- WHAT IS NEEDED
From the entries provided below, copy each line that contains the word "filename".

[Records from a data source]
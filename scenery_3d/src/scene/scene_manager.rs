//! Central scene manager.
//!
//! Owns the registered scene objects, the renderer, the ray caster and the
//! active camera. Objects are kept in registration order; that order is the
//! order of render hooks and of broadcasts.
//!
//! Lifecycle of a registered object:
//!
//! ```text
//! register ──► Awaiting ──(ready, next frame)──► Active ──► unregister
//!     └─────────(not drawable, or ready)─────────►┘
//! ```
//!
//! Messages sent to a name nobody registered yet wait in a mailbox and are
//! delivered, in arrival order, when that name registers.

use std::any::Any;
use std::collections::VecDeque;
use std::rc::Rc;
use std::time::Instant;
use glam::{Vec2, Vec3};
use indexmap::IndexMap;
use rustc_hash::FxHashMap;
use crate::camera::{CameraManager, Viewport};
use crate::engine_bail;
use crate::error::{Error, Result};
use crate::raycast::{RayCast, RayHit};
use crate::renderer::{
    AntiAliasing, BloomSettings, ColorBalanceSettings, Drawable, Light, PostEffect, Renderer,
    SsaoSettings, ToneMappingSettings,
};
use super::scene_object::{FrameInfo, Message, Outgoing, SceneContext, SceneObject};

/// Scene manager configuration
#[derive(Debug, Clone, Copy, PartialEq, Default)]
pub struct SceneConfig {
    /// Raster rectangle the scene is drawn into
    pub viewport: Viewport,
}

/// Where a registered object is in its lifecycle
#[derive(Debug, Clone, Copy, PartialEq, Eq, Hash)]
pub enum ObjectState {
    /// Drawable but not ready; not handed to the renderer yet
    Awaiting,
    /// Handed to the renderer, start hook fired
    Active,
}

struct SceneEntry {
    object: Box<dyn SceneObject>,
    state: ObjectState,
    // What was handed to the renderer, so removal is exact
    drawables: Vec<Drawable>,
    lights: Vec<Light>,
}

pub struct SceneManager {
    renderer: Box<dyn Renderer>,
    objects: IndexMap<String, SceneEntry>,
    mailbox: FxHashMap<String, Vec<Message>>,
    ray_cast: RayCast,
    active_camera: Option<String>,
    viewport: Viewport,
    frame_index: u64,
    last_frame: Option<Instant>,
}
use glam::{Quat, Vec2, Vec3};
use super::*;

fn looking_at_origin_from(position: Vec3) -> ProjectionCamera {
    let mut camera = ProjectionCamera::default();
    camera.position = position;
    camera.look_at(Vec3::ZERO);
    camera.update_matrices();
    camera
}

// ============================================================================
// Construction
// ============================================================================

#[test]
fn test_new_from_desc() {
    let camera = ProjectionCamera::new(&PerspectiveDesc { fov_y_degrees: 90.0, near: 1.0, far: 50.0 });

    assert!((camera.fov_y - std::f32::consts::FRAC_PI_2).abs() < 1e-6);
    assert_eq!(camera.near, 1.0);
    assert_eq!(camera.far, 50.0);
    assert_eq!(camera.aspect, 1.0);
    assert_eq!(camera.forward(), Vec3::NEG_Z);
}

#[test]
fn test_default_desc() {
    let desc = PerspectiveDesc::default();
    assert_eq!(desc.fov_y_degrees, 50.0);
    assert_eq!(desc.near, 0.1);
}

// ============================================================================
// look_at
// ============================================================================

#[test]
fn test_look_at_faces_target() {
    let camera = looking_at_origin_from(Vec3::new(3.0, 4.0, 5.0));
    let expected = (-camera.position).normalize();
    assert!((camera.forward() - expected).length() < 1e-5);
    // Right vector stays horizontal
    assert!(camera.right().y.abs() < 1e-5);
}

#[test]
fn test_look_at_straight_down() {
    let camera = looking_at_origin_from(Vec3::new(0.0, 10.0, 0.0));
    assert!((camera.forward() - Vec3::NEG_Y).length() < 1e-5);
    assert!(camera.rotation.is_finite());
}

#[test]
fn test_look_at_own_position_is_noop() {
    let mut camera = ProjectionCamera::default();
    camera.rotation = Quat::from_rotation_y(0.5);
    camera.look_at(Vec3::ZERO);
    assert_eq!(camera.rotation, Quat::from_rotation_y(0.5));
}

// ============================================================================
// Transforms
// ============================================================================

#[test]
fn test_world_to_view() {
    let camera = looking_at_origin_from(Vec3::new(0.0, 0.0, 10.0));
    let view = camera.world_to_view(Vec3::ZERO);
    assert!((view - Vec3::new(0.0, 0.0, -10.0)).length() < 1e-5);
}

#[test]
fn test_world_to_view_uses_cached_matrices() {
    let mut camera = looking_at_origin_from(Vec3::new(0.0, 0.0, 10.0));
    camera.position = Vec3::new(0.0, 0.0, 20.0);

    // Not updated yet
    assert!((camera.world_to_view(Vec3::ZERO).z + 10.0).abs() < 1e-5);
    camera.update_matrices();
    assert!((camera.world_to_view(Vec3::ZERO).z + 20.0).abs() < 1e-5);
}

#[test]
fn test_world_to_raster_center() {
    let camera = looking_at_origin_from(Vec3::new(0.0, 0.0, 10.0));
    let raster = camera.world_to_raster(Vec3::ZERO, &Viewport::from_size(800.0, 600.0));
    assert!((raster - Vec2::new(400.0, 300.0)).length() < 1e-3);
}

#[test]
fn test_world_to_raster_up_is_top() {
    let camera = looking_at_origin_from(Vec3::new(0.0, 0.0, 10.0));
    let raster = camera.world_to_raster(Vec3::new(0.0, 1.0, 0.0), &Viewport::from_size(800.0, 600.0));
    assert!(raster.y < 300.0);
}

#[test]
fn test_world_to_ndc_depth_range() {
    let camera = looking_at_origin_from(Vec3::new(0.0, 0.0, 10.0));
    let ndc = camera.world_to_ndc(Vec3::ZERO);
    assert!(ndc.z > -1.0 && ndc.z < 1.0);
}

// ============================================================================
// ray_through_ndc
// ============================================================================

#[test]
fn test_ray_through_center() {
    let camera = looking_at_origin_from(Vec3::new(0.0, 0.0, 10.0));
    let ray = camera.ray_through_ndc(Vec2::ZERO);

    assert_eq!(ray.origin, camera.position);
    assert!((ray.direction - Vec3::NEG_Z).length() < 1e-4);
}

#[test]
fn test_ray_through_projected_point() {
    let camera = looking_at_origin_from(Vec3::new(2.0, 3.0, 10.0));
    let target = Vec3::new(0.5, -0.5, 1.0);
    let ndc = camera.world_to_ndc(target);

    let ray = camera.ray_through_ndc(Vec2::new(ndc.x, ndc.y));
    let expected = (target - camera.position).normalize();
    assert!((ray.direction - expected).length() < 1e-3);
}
==
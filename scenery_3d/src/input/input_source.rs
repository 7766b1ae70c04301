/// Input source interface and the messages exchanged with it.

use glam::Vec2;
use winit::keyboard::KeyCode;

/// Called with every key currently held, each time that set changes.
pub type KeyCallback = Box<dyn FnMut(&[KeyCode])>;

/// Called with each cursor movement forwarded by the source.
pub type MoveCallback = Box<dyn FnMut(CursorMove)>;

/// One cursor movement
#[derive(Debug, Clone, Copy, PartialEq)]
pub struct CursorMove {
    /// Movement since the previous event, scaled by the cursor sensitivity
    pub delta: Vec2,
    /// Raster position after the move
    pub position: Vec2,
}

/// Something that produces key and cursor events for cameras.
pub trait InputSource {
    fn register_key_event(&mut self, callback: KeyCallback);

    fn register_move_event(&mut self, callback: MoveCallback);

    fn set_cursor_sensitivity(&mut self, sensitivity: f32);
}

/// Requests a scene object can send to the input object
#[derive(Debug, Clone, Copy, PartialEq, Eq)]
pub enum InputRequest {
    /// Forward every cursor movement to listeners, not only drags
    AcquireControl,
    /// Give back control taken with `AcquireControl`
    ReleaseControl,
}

- SOLUTION FOR THIS TASK
filename scenery_3d/src/scene/scene_manager.rs
filename scenery_3d/src/input/input_source.rs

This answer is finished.